§ Your assignment
Check each line of the material below for the string "previous", then report how many lines have it, and nothing else.

§ Data provided
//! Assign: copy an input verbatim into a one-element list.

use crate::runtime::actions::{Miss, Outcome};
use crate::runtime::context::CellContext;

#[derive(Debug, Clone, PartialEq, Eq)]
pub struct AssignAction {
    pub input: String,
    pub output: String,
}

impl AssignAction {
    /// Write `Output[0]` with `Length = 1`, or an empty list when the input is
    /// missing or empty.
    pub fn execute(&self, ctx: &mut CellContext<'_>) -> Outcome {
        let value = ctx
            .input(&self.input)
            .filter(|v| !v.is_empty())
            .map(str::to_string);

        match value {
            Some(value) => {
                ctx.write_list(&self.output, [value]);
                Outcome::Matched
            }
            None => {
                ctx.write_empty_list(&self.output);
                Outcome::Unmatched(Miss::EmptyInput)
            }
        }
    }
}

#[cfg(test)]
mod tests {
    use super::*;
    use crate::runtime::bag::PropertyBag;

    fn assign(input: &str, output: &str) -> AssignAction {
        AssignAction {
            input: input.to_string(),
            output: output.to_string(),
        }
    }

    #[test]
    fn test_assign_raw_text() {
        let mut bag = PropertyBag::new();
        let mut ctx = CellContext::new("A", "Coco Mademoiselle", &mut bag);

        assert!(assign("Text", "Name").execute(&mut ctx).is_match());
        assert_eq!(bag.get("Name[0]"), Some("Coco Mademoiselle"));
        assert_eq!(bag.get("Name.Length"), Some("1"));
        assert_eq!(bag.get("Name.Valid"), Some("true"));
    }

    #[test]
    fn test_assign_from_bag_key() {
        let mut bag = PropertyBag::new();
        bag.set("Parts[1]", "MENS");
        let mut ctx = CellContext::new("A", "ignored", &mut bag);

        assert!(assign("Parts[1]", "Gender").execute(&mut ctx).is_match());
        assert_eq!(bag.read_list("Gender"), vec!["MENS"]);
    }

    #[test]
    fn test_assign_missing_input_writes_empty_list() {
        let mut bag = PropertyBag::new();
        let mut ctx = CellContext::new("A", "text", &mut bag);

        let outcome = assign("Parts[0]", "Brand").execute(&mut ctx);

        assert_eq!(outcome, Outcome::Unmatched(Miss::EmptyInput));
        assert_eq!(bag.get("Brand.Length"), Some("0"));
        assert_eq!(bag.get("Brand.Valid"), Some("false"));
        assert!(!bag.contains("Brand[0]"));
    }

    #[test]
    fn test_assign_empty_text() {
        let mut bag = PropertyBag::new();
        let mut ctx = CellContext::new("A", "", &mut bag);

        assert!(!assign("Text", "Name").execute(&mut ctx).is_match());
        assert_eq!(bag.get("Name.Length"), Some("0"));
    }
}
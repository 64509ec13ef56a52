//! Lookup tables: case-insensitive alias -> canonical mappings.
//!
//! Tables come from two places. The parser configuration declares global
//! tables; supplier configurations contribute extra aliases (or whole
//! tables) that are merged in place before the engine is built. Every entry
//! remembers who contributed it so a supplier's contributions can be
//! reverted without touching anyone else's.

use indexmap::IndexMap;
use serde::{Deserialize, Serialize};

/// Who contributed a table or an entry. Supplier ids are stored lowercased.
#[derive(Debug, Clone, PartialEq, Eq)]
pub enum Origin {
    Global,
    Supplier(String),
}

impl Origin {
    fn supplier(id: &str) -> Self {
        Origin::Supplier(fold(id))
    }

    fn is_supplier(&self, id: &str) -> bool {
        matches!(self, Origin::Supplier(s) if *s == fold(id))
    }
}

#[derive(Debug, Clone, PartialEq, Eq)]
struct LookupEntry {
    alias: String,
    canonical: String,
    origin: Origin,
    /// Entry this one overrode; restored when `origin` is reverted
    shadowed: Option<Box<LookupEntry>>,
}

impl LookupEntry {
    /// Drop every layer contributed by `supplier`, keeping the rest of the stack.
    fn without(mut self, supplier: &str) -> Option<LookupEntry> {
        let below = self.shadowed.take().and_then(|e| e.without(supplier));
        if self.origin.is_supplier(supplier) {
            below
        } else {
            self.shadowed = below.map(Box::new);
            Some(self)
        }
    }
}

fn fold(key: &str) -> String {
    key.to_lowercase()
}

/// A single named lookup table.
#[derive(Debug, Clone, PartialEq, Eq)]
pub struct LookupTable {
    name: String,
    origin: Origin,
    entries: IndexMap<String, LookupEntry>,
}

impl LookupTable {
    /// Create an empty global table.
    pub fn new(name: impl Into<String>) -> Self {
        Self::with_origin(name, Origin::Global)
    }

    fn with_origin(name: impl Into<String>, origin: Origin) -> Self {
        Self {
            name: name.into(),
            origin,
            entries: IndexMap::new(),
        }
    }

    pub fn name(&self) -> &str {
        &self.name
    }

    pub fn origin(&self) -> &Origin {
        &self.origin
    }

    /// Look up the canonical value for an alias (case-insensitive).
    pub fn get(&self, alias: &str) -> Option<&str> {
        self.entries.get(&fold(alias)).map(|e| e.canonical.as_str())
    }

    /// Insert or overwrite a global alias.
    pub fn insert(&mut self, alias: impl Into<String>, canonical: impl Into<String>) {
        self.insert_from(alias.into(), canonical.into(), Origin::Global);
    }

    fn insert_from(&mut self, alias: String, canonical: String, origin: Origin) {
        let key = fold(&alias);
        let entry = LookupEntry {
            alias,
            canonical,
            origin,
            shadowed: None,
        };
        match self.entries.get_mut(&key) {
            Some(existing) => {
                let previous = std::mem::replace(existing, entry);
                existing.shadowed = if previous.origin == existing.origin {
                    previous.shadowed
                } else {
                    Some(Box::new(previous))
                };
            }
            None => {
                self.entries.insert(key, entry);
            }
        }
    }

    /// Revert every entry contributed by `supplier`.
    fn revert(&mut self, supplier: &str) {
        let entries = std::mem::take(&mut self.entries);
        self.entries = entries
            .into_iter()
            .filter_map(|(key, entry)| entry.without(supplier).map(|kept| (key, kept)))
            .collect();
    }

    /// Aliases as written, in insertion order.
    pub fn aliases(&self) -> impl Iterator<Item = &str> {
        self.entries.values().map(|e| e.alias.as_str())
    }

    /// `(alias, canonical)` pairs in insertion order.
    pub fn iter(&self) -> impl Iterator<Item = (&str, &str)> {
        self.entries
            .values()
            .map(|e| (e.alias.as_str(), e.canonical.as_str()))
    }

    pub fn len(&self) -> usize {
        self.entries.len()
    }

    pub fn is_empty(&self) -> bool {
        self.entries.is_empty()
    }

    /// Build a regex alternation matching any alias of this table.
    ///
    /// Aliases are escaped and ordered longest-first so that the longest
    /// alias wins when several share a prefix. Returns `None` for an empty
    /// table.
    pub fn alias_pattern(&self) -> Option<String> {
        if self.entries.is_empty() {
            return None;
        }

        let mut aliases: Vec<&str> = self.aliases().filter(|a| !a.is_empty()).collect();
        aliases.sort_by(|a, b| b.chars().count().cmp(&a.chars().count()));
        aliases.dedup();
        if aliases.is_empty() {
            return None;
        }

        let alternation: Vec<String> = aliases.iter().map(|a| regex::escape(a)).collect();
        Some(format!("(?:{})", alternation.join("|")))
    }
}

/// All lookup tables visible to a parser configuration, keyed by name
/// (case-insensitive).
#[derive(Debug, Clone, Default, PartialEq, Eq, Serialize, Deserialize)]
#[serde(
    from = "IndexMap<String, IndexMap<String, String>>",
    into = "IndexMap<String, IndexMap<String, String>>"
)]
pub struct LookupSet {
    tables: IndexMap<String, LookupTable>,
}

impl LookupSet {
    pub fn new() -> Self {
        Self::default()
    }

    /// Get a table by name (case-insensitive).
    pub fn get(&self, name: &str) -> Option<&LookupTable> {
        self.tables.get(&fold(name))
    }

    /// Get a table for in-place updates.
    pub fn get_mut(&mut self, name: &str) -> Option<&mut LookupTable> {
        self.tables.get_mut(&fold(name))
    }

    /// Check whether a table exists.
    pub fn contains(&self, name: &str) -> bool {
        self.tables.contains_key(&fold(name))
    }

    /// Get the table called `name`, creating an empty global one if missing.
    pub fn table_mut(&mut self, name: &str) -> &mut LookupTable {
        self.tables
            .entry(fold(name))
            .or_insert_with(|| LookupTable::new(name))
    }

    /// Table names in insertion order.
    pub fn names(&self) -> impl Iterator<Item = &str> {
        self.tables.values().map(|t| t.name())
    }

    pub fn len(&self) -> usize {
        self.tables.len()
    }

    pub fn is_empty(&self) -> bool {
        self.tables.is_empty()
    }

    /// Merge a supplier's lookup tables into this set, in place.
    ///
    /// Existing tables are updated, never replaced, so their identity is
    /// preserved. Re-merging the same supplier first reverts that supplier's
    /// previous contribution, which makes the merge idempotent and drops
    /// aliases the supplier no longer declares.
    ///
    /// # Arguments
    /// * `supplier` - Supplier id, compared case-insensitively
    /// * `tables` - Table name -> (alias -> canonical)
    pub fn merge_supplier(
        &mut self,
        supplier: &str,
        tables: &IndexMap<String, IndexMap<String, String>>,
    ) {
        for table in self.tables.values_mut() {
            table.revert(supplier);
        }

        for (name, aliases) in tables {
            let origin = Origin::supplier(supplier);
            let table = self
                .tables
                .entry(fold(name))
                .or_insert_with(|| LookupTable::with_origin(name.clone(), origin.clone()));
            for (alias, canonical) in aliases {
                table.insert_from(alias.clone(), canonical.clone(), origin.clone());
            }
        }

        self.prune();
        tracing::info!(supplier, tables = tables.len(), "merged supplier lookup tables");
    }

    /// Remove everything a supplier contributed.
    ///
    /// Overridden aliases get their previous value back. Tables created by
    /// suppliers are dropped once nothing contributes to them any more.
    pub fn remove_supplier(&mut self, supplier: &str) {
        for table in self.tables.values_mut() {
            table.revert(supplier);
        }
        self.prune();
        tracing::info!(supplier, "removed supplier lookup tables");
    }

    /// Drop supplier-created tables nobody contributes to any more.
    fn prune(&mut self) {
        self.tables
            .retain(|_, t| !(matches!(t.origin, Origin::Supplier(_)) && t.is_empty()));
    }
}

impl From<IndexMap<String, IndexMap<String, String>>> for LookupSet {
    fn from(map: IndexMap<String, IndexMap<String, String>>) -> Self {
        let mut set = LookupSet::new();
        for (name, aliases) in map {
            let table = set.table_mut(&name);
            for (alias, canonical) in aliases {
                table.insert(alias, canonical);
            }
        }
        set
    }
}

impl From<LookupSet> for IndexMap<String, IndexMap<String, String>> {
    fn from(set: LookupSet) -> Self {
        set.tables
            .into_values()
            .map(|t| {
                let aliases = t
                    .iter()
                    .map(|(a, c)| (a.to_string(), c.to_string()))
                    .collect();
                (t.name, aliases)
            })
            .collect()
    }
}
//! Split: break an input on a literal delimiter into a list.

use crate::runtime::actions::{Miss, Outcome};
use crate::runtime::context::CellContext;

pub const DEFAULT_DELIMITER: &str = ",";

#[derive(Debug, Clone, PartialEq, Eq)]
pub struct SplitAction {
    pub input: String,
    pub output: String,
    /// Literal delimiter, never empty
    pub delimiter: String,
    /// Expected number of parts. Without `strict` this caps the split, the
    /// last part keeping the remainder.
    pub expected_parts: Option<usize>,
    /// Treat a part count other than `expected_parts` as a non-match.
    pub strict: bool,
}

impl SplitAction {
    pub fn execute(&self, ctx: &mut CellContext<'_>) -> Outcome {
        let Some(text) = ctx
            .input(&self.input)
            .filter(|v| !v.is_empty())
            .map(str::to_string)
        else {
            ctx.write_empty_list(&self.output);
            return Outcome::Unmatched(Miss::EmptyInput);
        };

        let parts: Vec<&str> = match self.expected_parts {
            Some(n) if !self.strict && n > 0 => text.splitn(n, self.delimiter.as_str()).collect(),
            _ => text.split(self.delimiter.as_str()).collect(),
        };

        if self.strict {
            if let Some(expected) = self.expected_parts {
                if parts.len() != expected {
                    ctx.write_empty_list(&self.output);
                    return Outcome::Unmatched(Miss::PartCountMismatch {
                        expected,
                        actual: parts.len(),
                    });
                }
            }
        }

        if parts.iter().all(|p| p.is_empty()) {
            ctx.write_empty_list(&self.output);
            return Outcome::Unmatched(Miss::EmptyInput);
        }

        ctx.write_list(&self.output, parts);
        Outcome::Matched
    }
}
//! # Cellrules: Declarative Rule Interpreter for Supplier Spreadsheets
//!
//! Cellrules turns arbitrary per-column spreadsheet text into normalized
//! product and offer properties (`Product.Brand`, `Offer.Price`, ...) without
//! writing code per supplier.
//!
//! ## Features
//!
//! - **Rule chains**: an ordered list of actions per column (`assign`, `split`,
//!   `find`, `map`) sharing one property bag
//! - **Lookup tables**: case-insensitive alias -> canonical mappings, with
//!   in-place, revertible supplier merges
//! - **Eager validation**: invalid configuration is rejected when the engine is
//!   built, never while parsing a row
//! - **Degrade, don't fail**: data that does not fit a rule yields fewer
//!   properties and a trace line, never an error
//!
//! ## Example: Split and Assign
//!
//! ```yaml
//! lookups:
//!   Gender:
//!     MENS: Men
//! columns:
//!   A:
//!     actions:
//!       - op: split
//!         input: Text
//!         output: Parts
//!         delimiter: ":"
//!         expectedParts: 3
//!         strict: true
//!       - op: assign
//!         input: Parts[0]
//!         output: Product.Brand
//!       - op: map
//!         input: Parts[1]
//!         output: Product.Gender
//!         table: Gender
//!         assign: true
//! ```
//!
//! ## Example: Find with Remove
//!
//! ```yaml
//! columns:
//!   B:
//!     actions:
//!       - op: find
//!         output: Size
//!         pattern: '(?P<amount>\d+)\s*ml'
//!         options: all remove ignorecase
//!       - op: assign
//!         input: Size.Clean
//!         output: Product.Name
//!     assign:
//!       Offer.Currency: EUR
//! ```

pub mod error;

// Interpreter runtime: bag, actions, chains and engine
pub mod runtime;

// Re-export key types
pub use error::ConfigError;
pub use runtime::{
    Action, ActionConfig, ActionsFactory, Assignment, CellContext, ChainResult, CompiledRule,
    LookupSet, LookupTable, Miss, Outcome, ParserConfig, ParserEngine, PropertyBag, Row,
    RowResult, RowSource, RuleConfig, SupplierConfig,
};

§ Answer area
6